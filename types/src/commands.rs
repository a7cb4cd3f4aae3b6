//! Worker command names the bridge itself needs to know about.
//!
//! Feature-level commands (completion, code fixes, navigation...) are passed
//! through as plain strings by callers; only the commands with bridge-side
//! semantics get a constant here.

pub const OPEN: &str = "open";
pub const CLOSE: &str = "close";
pub const CHANGE: &str = "change";
pub const UPDATE_OPEN: &str = "updateOpen";
pub const QUICKINFO: &str = "quickinfo";
pub const GETERR: &str = "geterr";
pub const CONFIGURE: &str = "configure";
pub const CONFIGURE_PLUGIN: &str = "configurePlugin";
pub const EXIT: &str = "exit";

/// Message the worker uses for an empty-but-successful answer.
pub const NO_CONTENT_MESSAGE: &str = "No content available.";
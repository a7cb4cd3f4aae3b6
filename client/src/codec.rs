//! Framing for the worker's stdio streams.
//!
//! Requests go out as one JSON object per line. The worker's output is read
//! leniently: a message is either a bare JSON line or a
//! `Content-Length: N\r\n\r\n{json}` frame (which is what tsserver actually
//! emits). [`FrameReader`] accepts both, [`FrameWriter`] writes lines.

use thiserror::Error;
use tokio::io::{AsyncBufReadExt, AsyncRead, AsyncReadExt, AsyncWrite, AsyncWriteExt, BufReader};

/// Maximum message size (64 MiB). Project-wide navigation replies can be big.
const MAX_FRAME_BYTES: usize = 64 * 1024 * 1024;

#[derive(Debug, Error)]
pub enum CodecError {
    #[error("worker stream I/O: {0}")]
    Io(#[from] std::io::Error),
    #[error("message of {len} bytes exceeds maximum {max}")]
    Oversized { len: usize, max: usize },
    #[error("invalid Content-Length value: {0:?}")]
    BadContentLength(String),
    #[error("unexpected EOF inside a framed message")]
    UnexpectedEof,
    #[error("invalid JSON from worker: {0}")]
    Json(#[from] serde_json::Error),
}

/// Reads worker messages from an async reader.
pub struct FrameReader<R> {
    reader: BufReader<R>,
    line: String,
    max_frame_bytes: usize,
}

impl<R: AsyncRead + Unpin> FrameReader<R> {
    pub fn new(reader: R) -> Self {
        Self {
            reader: BufReader::new(reader),
            line: String::new(),
            max_frame_bytes: MAX_FRAME_BYTES,
        }
    }

    /// Read one line into `self.line`, giving up once it outgrows a frame.
    /// Returns the number of bytes read; 0 at EOF.
    async fn read_bounded_line(&mut self) -> Result<usize, CodecError> {
        self.line.clear();
        let limit = self.max_frame_bytes as u64 + 1;
        let bytes_read = (&mut self.reader)
            .take(limit)
            .read_line(&mut self.line)
            .await?;
        if bytes_read as u64 == limit && !self.line.ends_with('\n') {
            return Err(CodecError::Oversized {
                len: bytes_read,
                max: self.max_frame_bytes,
            });
        }
        Ok(bytes_read)
    }

    /// Read the next message.
    ///
    /// Returns `Ok(None)` on a clean EOF between messages. Blank lines
    /// between messages are skipped.
    pub async fn read_frame(&mut self) -> Result<Option<serde_json::Value>, CodecError> {
        loop {
            if self.read_bounded_line().await? == 0 {
                return Ok(None);
            }

            let trimmed = self.line.trim();
            if trimmed.is_empty() {
                continue;
            }

            if let Some(len) = parse_content_length(trimmed)? {
                return self.read_framed_body(len).await.map(Some);
            }
            return Ok(Some(serde_json::from_str(trimmed)?));
        }
    }

    /// Skip the remaining header lines, then read exactly `len` body bytes.
    async fn read_framed_body(&mut self, len: usize) -> Result<serde_json::Value, CodecError> {
        loop {
            if self.read_bounded_line().await? == 0 {
                return Err(CodecError::UnexpectedEof);
            }
            if self.line.trim().is_empty() {
                break;
            }
            // Other headers (Content-Type) are ignored.
        }

        if len > self.max_frame_bytes {
            return Err(CodecError::Oversized {
                len,
                max: self.max_frame_bytes,
            });
        }

        let mut body = vec![0u8; len];
        self.reader.read_exact(&mut body).await.map_err(|e| {
            if e.kind() == std::io::ErrorKind::UnexpectedEof {
                CodecError::UnexpectedEof
            } else {
                CodecError::Io(e)
            }
        })?;

        Ok(serde_json::from_slice(&body)?)
    }
}

/// `Some(len)` if the line is a `Content-Length` header (case-insensitive).
fn parse_content_length(line: &str) -> Result<Option<usize>, CodecError> {
    let Some((key, value)) = line.split_once(':') else {
        return Ok(None);
    };
    if !key.trim().eq_ignore_ascii_case("Content-Length") {
        return Ok(None);
    }
    value
        .trim()
        .parse()
        .map(Some)
        .map_err(|_| CodecError::BadContentLength(value.trim().to_string()))
}

/// Writes newline-delimited JSON messages to an async writer.
pub struct FrameWriter<W> {
    writer: W,
}

impl<W: AsyncWrite + Unpin> FrameWriter<W> {
    pub fn new(writer: W) -> Self {
        Self { writer }
    }

    pub async fn write_frame(&mut self, msg: &serde_json::Value) -> Result<(), CodecError> {
        let mut line = serde_json::to_string(msg)?;
        line.push('\n');
        self.writer.write_all(line.as_bytes()).await?;
        self.writer.flush().await?;
        Ok(())
    }
}
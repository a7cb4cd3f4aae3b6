//! Routing of worker push-events.

use std::sync::{Arc, Mutex, PoisonError};

use tsbridge_types::{DiagnosticEventBody, DiagnosticKind, WorkerEvent};

use crate::diagnostics::DiagnosticsCoordinator;
use crate::events::{BridgeEvent, EventSender, ProgressEvent, emit};
use crate::multiplexer::WorkerEventSink;

/// Project-load progress with at most one active handle.
pub(crate) struct LoadingIndicator {
    current: Mutex<Option<String>>,
    events: EventSender,
}

impl LoadingIndicator {
    pub fn new(events: EventSender) -> Self {
        Self {
            current: Mutex::new(None),
            events,
        }
    }

    /// End the active handle, if any.
    pub fn reset(&self) {
        let mut current = self.current.lock().unwrap_or_else(PoisonError::into_inner);
        if let Some(project) = current.take() {
            emit(&self.events, BridgeEvent::Progress(ProgressEvent::End { project }));
        }
    }

    pub fn started_loading_project(&self, project: &str) {
        let mut current = self.current.lock().unwrap_or_else(PoisonError::into_inner);
        if let Some(previous) = current.take() {
            emit(
                &self.events,
                BridgeEvent::Progress(ProgressEvent::End { project: previous }),
            );
        }
        emit(
            &self.events,
            BridgeEvent::Progress(ProgressEvent::Begin {
                project: project.to_string(),
            }),
        );
        *current = Some(project.to_string());
    }

    /// Ends the handle only if it belongs to `project`.
    pub fn finished_loading_project(&self, project: &str) {
        let mut current = self.current.lock().unwrap_or_else(PoisonError::into_inner);
        if current.as_deref() == Some(project) {
            *current = None;
            emit(
                &self.events,
                BridgeEvent::Progress(ProgressEvent::End {
                    project: project.to_string(),
                }),
            );
        } else {
            tracing::trace!(project, active = ?*current, "ignoring load finish for inactive project");
        }
    }

    pub fn active_project(&self) -> Option<String> {
        self.current
            .lock()
            .unwrap_or_else(PoisonError::into_inner)
            .clone()
    }
}

pub(crate) struct EventDispatcher {
    loading: Arc<LoadingIndicator>,
    diagnostics: DiagnosticsCoordinator,
}

impl EventDispatcher {
    pub fn new(loading: Arc<LoadingIndicator>, diagnostics: DiagnosticsCoordinator) -> Self {
        Self {
            loading,
            diagnostics,
        }
    }

    pub fn dispatch(&self, event: WorkerEvent) {
        match event {
            WorkerEvent::SyntaxDiagnostics(body) => {
                self.on_file_diagnostics(DiagnosticKind::Syntax, body);
            }
            WorkerEvent::SemanticDiagnostics(body) => {
                self.on_file_diagnostics(DiagnosticKind::Semantic, body);
            }
            WorkerEvent::SuggestionDiagnostics(body) => {
                self.on_file_diagnostics(DiagnosticKind::Suggestion, body);
            }
            WorkerEvent::ConfigFileDiagnostics(body) => {
                self.loading.reset();
                self.diagnostics.on_config_file_diagnostics(body);
            }
            WorkerEvent::ProjectsUpdatedInBackground { open_files } => {
                tracing::debug!(files = open_files.len(), "projects updated in background");
                self.diagnostics.request_diagnostics(open_files);
            }
            WorkerEvent::ProjectLoadingStart { project } => {
                self.loading.started_loading_project(&project);
            }
            WorkerEvent::ProjectLoadingFinish { project } => {
                self.loading.finished_loading_project(&project);
            }
            WorkerEvent::Other { name, .. } => {
                tracing::trace!(event = %name, "unhandled worker event");
            }
        }
    }

    fn on_file_diagnostics(&self, kind: DiagnosticKind, body: DiagnosticEventBody) {
        // Diagnostics arriving means the project finished loading.
        self.loading.reset();
        self.diagnostics.on_diagnostics(kind, body);
    }
}

impl WorkerEventSink for EventDispatcher {
    fn on_event(&self, event: WorkerEvent) {
        self.dispatch(event);
    }
}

+===+

* TASK STATEMENT
In the material above, find the line containing "commands with bridge-side" and the line containing "pub enum CodecError", then write out exactly those two lines and every line between them, and nothing more.

* SOLUTION
//! through as plain strings by callers; only the commands with bridge-side
//! semantics get a constant here.

pub const OPEN: &str = "open";
pub const CLOSE: &str = "close";
pub const CHANGE: &str = "change";
pub const UPDATE_OPEN: &str = "updateOpen";
pub const QUICKINFO: &str = "quickinfo";
pub const GETERR: &str = "geterr";
pub const CONFIGURE: &str = "configure";
pub const CONFIGURE_PLUGIN: &str = "configurePlugin";
pub const EXIT: &str = "exit";

/// Message the worker uses for an empty-but-successful answer.
pub const NO_CONTENT_MESSAGE: &str = "No content available.";
repository a7cb4cd3f4aae3b6
filename client/src/codec.rs
//! Framing for the worker's stdio streams.
//!
//! Requests go out as one JSON object per line. The worker's output is read
//! leniently: a message is either a bare JSON line or a
//! `Content-Length: N\r\n\r\n{json}` frame (which is what tsserver actually
//! emits). [`FrameReader`] accepts both, [`FrameWriter`] writes lines.

use thiserror::Error;
use tokio::io::{AsyncBufReadExt, AsyncRead, AsyncReadExt, AsyncWrite, AsyncWriteExt, BufReader};

/// Maximum message size (64 MiB). Project-wide navigation replies can be big.
const MAX_FRAME_BYTES: usize = 64 * 1024 * 1024;

#[derive(Debug, Error)]
pub enum CodecError {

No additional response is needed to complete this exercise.